▶ **Exercise objective**:
Select from the records below every line that has the word "device" in it.

▶ **Materials provided**:

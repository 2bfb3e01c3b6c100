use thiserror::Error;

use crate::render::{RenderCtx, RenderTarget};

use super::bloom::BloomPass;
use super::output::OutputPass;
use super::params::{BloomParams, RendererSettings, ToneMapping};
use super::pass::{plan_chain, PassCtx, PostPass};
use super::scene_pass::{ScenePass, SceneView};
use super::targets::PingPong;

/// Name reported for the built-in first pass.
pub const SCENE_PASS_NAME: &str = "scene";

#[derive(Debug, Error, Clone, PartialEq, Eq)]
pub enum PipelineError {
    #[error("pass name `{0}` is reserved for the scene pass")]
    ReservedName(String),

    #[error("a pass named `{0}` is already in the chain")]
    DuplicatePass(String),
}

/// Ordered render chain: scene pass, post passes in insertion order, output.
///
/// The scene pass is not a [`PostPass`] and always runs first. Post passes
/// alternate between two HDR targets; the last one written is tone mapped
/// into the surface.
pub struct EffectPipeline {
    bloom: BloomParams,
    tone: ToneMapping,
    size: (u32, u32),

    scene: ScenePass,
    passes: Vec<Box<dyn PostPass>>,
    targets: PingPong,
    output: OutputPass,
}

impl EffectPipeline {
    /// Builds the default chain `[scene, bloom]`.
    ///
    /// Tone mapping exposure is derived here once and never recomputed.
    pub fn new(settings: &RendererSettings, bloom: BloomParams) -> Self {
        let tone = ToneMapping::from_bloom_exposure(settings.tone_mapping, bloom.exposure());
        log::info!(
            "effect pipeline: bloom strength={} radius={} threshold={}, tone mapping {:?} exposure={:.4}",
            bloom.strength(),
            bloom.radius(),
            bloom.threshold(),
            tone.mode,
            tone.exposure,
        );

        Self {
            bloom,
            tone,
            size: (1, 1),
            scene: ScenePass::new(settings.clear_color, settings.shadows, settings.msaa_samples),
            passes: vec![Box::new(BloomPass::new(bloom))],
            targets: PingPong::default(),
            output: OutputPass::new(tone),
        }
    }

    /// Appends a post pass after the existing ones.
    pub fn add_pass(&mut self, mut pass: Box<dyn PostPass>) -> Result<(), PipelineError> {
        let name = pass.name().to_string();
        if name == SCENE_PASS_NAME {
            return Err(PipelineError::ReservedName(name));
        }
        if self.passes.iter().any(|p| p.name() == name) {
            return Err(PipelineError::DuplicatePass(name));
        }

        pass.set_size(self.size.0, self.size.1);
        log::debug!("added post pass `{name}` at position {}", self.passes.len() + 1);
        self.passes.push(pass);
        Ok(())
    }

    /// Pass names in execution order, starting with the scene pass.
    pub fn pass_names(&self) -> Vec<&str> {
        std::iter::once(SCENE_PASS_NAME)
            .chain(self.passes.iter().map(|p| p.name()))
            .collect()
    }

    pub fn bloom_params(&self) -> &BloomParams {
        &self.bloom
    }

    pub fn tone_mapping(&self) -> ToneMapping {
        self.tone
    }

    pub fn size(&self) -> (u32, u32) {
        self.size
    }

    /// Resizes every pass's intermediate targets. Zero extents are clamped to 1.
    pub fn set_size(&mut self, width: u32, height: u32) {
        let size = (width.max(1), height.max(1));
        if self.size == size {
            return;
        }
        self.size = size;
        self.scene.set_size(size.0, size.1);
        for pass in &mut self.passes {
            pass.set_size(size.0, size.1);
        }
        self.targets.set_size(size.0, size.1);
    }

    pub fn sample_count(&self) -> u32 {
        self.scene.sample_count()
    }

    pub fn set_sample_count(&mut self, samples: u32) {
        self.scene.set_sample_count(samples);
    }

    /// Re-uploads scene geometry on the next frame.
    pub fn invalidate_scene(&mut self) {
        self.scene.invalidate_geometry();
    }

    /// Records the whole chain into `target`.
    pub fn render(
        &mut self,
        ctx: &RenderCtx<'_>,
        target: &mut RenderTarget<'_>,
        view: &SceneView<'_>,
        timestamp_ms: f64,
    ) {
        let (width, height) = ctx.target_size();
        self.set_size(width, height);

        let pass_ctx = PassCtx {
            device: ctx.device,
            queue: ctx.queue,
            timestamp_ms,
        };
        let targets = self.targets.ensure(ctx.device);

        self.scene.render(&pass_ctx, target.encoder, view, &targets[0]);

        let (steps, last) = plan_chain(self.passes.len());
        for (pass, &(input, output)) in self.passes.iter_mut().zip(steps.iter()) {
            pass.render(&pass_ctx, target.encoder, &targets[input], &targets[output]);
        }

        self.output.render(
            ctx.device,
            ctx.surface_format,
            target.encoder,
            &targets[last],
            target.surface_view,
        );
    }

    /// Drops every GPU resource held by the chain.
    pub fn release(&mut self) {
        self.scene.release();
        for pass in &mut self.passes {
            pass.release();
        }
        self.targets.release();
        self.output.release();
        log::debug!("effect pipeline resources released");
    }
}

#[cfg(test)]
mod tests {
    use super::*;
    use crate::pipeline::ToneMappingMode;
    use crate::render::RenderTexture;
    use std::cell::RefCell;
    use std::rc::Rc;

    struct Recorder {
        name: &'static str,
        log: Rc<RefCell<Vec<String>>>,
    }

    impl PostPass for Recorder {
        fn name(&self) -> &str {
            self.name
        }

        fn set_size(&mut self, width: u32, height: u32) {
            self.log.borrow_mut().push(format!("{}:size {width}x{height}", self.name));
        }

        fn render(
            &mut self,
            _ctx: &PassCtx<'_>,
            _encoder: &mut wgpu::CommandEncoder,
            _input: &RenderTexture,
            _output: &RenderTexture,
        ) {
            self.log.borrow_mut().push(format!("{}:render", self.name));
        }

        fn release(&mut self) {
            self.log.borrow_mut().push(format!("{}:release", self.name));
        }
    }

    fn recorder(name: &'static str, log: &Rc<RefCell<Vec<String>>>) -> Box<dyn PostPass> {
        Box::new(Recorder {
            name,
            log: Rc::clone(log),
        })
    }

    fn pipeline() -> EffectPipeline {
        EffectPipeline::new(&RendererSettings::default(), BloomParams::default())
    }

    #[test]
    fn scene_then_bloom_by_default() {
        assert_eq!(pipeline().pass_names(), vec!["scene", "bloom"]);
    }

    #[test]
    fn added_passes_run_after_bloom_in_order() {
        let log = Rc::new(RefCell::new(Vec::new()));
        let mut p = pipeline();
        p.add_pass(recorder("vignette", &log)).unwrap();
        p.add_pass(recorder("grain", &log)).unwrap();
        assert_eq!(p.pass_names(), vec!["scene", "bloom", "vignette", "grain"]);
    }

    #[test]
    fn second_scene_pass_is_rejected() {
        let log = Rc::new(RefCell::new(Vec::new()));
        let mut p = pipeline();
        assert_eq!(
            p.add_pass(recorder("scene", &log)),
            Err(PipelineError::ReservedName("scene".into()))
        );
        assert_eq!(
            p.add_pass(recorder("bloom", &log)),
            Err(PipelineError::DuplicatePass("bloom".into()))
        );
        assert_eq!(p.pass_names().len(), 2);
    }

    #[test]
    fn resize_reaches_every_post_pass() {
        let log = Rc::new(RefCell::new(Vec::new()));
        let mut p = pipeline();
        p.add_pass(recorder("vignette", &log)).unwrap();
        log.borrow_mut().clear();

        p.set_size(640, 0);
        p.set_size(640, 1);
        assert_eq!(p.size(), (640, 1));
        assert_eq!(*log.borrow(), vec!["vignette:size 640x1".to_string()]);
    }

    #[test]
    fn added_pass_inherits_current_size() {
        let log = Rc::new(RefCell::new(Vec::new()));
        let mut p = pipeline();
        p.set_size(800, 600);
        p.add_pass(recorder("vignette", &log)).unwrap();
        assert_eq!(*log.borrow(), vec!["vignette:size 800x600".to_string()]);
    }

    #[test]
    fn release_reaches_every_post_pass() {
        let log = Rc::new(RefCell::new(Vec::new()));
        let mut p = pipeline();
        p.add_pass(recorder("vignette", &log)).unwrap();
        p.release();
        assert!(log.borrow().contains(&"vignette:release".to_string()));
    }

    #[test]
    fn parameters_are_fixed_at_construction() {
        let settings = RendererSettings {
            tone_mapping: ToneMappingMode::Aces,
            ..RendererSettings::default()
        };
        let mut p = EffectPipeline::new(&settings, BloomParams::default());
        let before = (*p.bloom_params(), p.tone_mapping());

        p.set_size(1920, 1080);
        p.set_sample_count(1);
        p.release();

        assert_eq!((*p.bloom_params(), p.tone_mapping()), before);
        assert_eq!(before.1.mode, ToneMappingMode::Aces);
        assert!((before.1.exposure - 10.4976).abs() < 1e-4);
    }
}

* * *

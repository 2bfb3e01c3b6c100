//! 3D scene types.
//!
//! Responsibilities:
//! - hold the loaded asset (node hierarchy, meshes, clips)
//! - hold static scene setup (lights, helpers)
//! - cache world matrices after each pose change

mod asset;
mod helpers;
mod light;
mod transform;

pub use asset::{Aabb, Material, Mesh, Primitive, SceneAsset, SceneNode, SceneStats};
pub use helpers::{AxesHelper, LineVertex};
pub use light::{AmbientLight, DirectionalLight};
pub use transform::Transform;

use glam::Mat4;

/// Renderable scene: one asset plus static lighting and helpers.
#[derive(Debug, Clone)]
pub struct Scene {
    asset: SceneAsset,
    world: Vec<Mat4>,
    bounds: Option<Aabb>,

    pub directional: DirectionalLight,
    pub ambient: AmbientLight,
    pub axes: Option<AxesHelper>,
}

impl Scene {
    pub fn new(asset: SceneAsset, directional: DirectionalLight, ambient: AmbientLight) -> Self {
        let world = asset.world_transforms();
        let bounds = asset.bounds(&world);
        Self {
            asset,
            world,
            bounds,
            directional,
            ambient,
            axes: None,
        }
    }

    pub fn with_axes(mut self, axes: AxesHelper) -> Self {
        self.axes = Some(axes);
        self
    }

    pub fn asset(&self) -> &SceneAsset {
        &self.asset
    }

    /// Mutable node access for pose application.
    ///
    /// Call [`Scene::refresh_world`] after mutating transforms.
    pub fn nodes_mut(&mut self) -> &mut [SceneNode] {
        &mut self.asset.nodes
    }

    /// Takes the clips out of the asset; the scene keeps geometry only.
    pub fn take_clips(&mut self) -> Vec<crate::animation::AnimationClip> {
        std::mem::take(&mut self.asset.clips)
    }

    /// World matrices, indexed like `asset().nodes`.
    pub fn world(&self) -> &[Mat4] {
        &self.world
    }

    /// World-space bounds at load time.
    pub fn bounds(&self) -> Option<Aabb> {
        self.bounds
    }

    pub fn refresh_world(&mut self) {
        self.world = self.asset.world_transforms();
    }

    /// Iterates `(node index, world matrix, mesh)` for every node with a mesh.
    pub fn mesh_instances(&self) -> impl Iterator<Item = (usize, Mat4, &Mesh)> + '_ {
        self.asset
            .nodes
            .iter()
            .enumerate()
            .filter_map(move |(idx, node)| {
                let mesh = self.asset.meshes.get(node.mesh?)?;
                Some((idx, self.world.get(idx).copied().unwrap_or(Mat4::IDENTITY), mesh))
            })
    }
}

▶ **Output of the task**:
            device: ctx.device,
        let targets = self.targets.ensure(ctx.device);
            ctx.device,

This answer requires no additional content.